### [INFORMATION PROVIDED]
'''

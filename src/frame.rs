//! Modbus-RTU frame construction and response validation.
//!
//! Only the function codes the enclosure devices actually use are supported:
//! Read Holding Registers (`0x03`), Write Single Coil (`0x05`), Write Single
//! Register (`0x06`) and Write Multiple Registers (`0x10`).
//!
//! A frame on the wire is `[unit, function, data...]` followed by the CRC-16
//! of those bytes, low byte first. Register payloads are big-endian.
use crate::error::ProtocolError;
use crc::{Crc, CRC_16_MODBUS};

const CRC_MODBUS: Crc<u16> = Crc::<u16>::new(&CRC_16_MODBUS);

/// Smallest frame that can carry anything: unit, function and the CRC.
pub const MIN_FRAME_LEN: usize = 4;
/// Length of an exception response: unit, function | 0x80, code, CRC.
pub const EXCEPTION_FRAME_LEN: usize = 5;
/// Value of a Write Single Coil request that switches the coil on.
pub const COIL_ON: u16 = 0xFF00;
/// Value of a Write Single Coil request that switches the coil off.
pub const COIL_OFF: u16 = 0x0000;

/// Computes the Modbus CRC-16 (reflected polynomial 0xA001, initial value 0xFFFF).
pub fn crc16(bytes: &[u8]) -> u16 {
    CRC_MODBUS.checksum(bytes)
}

/// Returns `true` if the trailing two bytes of `frame` are the little-endian
/// CRC of everything before them.
pub fn crc_is_valid(frame: &[u8]) -> bool {
    if frame.len() < 3 {
        return false;
    }
    let (body, crc) = frame.split_at(frame.len() - 2);
    crc16(body) == u16::from_le_bytes([crc[0], crc[1]])
}

/// Formats bytes as space separated hex for frame logging.
pub fn hex(bytes: &[u8]) -> String {
    bytes
        .iter()
        .map(|b| format!("{b:02X}"))
        .collect::<Vec<_>>()
        .join(" ")
}

/// A Modbus unit (slave) id in the assignable range `1..=247`.
#[cfg_attr(feature = "serde", derive(serde::Deserialize, serde::Serialize))]
#[cfg_attr(feature = "serde", serde(try_from = "u8", into = "u8"))]
#[derive(Debug, Clone, Copy, PartialEq, Eq, Hash)]
pub struct UnitId(u8);

impl UnitId {
    pub const MIN: u8 = 1;
    pub const MAX: u8 = 247;

    pub fn new(unit: u8) -> Result<Self, crate::error::Error> {
        if (Self::MIN..=Self::MAX).contains(&unit) {
            Ok(Self(unit))
        } else {
            Err(crate::error::Error::UnitOutOfRange(unit))
        }
    }
}

impl Default for UnitId {
    fn default() -> Self {
        Self(1)
    }
}

impl std::ops::Deref for UnitId {
    type Target = u8;
    fn deref(&self) -> &Self::Target {
        &self.0
    }
}

impl TryFrom<u8> for UnitId {
    type Error = crate::error::Error;
    fn try_from(unit: u8) -> Result<Self, Self::Error> {
        Self::new(unit)
    }
}

impl From<UnitId> for u8 {
    fn from(unit: UnitId) -> Self {
        unit.0
    }
}

impl std::fmt::Display for UnitId {
    fn fmt(&self, f: &mut std::fmt::Formatter<'_>) -> std::fmt::Result {
        write!(f, "{}", self.0)
    }
}

/// The supported Modbus function codes.
#[derive(Debug, Clone, Copy, PartialEq, Eq)]
#[repr(u8)]
pub enum FunctionCode {
    ReadHoldingRegisters = 0x03,
    WriteSingleCoil = 0x05,
    WriteSingleRegister = 0x06,
    WriteMultipleRegisters = 0x10,
}

impl FunctionCode {
    pub fn code(self) -> u8 {
        self as u8
    }

    /// The function byte of an exception response to this function.
    pub fn exception_code(self) -> u8 {
        self as u8 | 0x80
    }
}

/// An encoded request frame together with what is needed to validate its reply.
#[derive(Debug, Clone, PartialEq, Eq)]
pub struct Request {
    unit: u8,
    function: FunctionCode,
    /// Register count of a read request, used to check the reply's byte count.
    quantity: u16,
    bytes: Vec<u8>,
}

'''

### [TASK ITEM]
The reply should hold only the lines from the top of the records through the line that has "A Modbus unit", each one exact.

### [PROBLEM SOLUTION]
filename src/frame.rs
//! Modbus-RTU frame construction and response validation.
//!
//! Only the function codes the enclosure devices actually use are supported:
//! Read Holding Registers (`0x03`), Write Single Coil (`0x05`), Write Single
//! Register (`0x06`) and Write Multiple Registers (`0x10`).
//!
//! A frame on the wire is `[unit, function, data...]` followed by the CRC-16
//! of those bytes, low byte first. Register payloads are big-endian.
use crate::error::ProtocolError;
use crc::{Crc, CRC_16_MODBUS};

const CRC_MODBUS: Crc<u16> = Crc::<u16>::new(&CRC_16_MODBUS);

/// Smallest frame that can carry anything: unit, function and the CRC.
pub const MIN_FRAME_LEN: usize = 4;
/// Length of an exception response: unit, function | 0x80, code, CRC.
pub const EXCEPTION_FRAME_LEN: usize = 5;
/// Value of a Write Single Coil request that switches the coil on.
pub const COIL_ON: u16 = 0xFF00;
/// Value of a Write Single Coil request that switches the coil off.
pub const COIL_OFF: u16 = 0x0000;

/// Computes the Modbus CRC-16 (reflected polynomial 0xA001, initial value 0xFFFF).
pub fn crc16(bytes: &[u8]) -> u16 {
    CRC_MODBUS.checksum(bytes)
}

/// Returns `true` if the trailing two bytes of `frame` are the little-endian
/// CRC of everything before them.
pub fn crc_is_valid(frame: &[u8]) -> bool {
    if frame.len() < 3 {
        return false;
    }
    let (body, crc) = frame.split_at(frame.len() - 2);
    crc16(body) == u16::from_le_bytes([crc[0], crc[1]])
}

/// Formats bytes as space separated hex for frame logging.
pub fn hex(bytes: &[u8]) -> String {
    bytes
        .iter()
        .map(|b| format!("{b:02X}"))
        .collect::<Vec<_>>()
        .join(" ")
}

/// A Modbus unit (slave) id in the assignable range `1..=247`.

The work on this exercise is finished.